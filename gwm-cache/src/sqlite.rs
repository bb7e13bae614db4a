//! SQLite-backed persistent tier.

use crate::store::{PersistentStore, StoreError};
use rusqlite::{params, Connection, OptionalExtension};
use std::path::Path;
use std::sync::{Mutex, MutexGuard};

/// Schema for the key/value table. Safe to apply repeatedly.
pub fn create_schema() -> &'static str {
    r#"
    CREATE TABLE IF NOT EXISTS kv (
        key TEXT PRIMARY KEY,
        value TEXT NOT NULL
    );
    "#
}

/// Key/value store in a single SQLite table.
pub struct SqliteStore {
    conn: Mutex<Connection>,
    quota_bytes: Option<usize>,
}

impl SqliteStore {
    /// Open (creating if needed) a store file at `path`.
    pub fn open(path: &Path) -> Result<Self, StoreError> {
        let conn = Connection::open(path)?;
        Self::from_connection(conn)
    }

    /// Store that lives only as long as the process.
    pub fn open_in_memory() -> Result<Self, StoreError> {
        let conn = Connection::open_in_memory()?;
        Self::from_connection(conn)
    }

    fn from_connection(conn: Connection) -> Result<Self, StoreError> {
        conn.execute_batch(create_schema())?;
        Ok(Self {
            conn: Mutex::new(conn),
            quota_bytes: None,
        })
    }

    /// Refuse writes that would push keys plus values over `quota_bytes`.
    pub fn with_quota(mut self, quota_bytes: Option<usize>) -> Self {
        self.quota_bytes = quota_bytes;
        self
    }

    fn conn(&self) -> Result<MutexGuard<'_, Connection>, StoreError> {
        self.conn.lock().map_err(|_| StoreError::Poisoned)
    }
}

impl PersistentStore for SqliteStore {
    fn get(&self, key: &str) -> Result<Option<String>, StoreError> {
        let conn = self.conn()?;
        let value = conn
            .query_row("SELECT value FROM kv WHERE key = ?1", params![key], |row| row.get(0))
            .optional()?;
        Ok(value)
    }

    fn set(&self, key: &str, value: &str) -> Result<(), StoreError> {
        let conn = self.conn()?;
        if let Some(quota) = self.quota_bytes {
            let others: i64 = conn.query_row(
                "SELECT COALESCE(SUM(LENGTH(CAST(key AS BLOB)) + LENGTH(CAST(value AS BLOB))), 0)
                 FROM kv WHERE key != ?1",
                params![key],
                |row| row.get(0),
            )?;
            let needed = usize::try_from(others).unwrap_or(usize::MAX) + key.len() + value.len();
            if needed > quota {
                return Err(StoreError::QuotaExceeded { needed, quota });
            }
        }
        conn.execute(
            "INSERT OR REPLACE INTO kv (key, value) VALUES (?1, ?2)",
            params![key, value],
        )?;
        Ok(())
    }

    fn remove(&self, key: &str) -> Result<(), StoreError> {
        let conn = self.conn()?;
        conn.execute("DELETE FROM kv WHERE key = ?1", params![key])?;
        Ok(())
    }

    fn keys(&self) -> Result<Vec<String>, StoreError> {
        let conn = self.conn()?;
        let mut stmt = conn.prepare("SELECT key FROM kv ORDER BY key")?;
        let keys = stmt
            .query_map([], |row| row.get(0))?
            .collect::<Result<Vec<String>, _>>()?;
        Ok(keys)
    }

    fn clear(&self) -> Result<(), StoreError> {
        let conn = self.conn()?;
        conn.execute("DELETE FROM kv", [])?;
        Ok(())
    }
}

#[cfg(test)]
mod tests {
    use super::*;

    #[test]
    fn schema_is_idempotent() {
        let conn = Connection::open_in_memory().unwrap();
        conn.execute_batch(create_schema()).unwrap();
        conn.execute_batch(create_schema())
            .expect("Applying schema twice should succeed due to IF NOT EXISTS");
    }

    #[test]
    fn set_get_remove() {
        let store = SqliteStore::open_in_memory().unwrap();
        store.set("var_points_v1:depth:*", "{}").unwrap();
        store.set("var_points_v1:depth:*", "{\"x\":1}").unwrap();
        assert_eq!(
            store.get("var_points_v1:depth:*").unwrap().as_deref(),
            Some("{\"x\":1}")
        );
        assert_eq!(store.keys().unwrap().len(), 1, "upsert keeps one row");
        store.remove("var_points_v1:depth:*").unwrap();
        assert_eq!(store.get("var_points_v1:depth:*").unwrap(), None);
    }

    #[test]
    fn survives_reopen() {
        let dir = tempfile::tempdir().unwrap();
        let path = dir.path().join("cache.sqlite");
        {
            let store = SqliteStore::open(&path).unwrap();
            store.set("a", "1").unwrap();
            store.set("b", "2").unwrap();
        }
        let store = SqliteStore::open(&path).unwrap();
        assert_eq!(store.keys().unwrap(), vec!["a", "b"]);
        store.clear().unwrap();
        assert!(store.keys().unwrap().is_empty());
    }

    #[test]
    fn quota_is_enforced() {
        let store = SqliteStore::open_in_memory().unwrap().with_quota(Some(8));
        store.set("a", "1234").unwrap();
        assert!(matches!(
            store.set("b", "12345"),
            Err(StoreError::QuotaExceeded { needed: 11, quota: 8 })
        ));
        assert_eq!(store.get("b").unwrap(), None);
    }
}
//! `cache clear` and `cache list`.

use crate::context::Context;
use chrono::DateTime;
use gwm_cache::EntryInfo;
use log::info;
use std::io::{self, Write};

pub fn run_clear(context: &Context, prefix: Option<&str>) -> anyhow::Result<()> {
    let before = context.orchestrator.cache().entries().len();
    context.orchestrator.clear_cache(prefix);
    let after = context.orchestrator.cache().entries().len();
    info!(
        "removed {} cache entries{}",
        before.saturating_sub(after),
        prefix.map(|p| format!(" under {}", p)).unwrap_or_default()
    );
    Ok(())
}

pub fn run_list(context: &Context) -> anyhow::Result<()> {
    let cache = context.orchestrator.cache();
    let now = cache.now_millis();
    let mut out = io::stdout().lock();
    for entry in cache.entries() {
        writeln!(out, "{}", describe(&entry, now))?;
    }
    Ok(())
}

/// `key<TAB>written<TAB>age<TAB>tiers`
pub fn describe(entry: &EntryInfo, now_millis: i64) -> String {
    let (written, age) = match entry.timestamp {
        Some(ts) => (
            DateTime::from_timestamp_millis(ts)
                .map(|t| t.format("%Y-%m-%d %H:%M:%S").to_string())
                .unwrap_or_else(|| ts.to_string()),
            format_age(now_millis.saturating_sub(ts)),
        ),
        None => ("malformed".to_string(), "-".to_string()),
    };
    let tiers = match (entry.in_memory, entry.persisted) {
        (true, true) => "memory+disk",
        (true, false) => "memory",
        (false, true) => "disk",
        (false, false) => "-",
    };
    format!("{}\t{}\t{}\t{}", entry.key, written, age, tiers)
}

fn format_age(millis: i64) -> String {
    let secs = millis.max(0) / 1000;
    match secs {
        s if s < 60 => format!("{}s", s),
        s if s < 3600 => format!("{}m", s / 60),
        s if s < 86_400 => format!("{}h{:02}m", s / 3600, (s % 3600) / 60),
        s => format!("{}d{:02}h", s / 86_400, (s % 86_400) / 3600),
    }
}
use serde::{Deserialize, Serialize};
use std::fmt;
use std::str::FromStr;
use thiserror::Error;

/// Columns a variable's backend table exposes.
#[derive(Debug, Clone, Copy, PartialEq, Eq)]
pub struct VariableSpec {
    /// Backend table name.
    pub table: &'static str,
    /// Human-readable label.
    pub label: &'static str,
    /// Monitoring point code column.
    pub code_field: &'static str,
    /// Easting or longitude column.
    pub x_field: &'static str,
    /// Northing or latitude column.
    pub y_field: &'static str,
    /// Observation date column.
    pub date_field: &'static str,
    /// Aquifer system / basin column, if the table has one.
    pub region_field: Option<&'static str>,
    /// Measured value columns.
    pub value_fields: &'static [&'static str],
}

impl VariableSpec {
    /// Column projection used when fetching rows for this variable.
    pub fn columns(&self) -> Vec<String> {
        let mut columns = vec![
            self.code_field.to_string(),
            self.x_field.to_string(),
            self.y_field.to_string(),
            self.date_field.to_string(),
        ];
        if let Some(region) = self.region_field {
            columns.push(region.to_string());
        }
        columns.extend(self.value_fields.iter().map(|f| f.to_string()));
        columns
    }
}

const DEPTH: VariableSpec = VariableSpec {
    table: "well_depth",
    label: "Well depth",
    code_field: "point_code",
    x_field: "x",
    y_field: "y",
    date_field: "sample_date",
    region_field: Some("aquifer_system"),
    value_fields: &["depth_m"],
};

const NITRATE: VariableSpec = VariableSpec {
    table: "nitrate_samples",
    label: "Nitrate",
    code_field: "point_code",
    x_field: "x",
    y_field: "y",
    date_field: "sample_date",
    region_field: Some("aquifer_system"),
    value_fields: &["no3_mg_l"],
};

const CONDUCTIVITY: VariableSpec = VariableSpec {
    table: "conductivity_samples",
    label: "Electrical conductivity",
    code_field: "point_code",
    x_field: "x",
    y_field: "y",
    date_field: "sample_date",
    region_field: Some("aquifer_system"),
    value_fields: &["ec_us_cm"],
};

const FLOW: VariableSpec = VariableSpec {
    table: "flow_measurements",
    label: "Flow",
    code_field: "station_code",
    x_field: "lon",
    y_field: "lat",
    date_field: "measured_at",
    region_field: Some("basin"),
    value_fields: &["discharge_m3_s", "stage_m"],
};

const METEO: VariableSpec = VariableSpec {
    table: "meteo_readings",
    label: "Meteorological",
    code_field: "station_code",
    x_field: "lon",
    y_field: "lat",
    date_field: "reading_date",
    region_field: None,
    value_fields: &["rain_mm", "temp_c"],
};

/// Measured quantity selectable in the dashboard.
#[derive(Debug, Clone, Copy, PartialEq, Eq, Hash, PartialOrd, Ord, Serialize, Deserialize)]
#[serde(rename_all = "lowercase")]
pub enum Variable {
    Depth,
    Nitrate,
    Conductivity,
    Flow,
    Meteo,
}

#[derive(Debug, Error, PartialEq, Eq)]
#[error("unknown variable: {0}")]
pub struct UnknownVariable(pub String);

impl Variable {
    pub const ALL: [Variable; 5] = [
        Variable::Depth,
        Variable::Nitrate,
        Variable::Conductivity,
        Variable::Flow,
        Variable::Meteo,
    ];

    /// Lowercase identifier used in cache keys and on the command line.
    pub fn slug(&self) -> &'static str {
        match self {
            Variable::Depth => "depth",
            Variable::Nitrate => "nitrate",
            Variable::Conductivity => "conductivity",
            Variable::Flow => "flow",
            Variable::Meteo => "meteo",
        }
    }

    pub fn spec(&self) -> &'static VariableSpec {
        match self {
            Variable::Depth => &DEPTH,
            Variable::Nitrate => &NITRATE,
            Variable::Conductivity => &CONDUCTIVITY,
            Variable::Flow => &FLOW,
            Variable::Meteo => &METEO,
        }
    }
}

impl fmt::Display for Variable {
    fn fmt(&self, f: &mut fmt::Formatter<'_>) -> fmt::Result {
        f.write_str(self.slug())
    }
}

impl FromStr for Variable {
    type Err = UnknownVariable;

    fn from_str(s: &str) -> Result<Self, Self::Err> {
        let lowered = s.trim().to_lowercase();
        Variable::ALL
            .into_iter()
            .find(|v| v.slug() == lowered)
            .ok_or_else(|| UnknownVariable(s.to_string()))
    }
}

══════════════════════════════

Your instructions – Reproduce, exactly as they stand in the data above, the lines from the one that holds "let mut out = io::stdout().lock();" to the one that holds "DateTime::from_timestamp_millis(ts)", inclusive.

Solution for this task –
    let mut out = io::stdout().lock();
    for entry in cache.entries() {
        writeln!(out, "{}", describe(&entry, now))?;
    }
    Ok(())
}

/// `key<TAB>written<TAB>age<TAB>tiers`
pub fn describe(entry: &EntryInfo, now_millis: i64) -> String {
    let (written, age) = match entry.timestamp {
        Some(ts) => (
            DateTime::from_timestamp_millis(ts)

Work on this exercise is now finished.